[[ Data for processing open ]]
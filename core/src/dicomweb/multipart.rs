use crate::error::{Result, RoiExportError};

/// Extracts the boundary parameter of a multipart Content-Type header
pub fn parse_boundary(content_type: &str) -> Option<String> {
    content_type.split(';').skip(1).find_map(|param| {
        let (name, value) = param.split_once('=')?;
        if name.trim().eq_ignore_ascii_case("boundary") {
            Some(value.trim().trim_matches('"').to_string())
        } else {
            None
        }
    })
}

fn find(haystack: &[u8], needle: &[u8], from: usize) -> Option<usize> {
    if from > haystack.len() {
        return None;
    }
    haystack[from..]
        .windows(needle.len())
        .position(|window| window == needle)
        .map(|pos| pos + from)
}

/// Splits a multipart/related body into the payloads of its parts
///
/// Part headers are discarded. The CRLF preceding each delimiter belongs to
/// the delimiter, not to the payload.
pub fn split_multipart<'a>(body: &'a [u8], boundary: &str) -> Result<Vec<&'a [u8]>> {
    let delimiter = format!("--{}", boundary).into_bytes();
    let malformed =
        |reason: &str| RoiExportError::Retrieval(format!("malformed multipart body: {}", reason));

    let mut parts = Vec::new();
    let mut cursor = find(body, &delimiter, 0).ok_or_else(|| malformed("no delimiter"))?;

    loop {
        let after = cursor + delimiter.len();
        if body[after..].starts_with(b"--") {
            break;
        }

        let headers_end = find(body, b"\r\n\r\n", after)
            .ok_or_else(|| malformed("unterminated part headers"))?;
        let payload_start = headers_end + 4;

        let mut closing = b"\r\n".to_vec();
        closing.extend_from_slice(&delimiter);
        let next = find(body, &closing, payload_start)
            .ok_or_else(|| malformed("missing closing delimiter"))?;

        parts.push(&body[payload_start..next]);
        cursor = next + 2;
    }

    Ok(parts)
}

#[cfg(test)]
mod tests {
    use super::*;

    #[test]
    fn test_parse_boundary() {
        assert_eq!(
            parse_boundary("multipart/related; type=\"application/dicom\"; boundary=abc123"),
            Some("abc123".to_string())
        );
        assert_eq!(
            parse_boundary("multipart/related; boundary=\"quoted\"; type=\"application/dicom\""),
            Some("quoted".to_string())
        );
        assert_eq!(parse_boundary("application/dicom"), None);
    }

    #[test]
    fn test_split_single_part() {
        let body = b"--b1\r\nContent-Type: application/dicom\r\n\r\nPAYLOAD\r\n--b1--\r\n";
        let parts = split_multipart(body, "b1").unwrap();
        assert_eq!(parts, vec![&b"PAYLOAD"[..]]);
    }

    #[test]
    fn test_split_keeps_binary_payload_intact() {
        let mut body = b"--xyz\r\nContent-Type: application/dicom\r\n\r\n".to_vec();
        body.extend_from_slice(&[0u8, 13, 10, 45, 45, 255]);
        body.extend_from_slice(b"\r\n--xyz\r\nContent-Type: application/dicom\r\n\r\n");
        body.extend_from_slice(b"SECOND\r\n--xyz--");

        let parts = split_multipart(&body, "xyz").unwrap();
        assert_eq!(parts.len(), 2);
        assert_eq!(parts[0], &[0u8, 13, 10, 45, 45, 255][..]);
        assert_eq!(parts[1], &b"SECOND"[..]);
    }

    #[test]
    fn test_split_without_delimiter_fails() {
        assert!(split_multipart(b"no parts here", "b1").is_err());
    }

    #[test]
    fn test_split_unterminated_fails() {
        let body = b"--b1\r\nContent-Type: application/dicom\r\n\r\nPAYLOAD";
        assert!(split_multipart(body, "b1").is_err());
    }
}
[[ Data for processing closed ]]
### Exercise directions:
Take the lines from the first line of the listing to the line containing "let after = cursor + delimiter.len();". Please print them exactly, ends included, with nothing else.

### Reply to the task:
filename core/src/dicomweb/multipart.rs
use crate::error::{Result, RoiExportError};

/// Extracts the boundary parameter of a multipart Content-Type header
pub fn parse_boundary(content_type: &str) -> Option<String> {
    content_type.split(';').skip(1).find_map(|param| {
        let (name, value) = param.split_once('=')?;
        if name.trim().eq_ignore_ascii_case("boundary") {
            Some(value.trim().trim_matches('"').to_string())
        } else {
            None
        }
    })
}

fn find(haystack: &[u8], needle: &[u8], from: usize) -> Option<usize> {
    if from > haystack.len() {
        return None;
    }
    haystack[from..]
        .windows(needle.len())
        .position(|window| window == needle)
        .map(|pos| pos + from)
}

/// Splits a multipart/related body into the payloads of its parts
///
/// Part headers are discarded. The CRLF preceding each delimiter belongs to
/// the delimiter, not to the payload.
pub fn split_multipart<'a>(body: &'a [u8], boundary: &str) -> Result<Vec<&'a [u8]>> {
    let delimiter = format!("--{}", boundary).into_bytes();
    let malformed =
        |reason: &str| RoiExportError::Retrieval(format!("malformed multipart body: {}", reason));

    let mut parts = Vec::new();
    let mut cursor = find(body, &delimiter, 0).ok_or_else(|| malformed("no delimiter"))?;

    loop {
        let after = cursor + delimiter.len();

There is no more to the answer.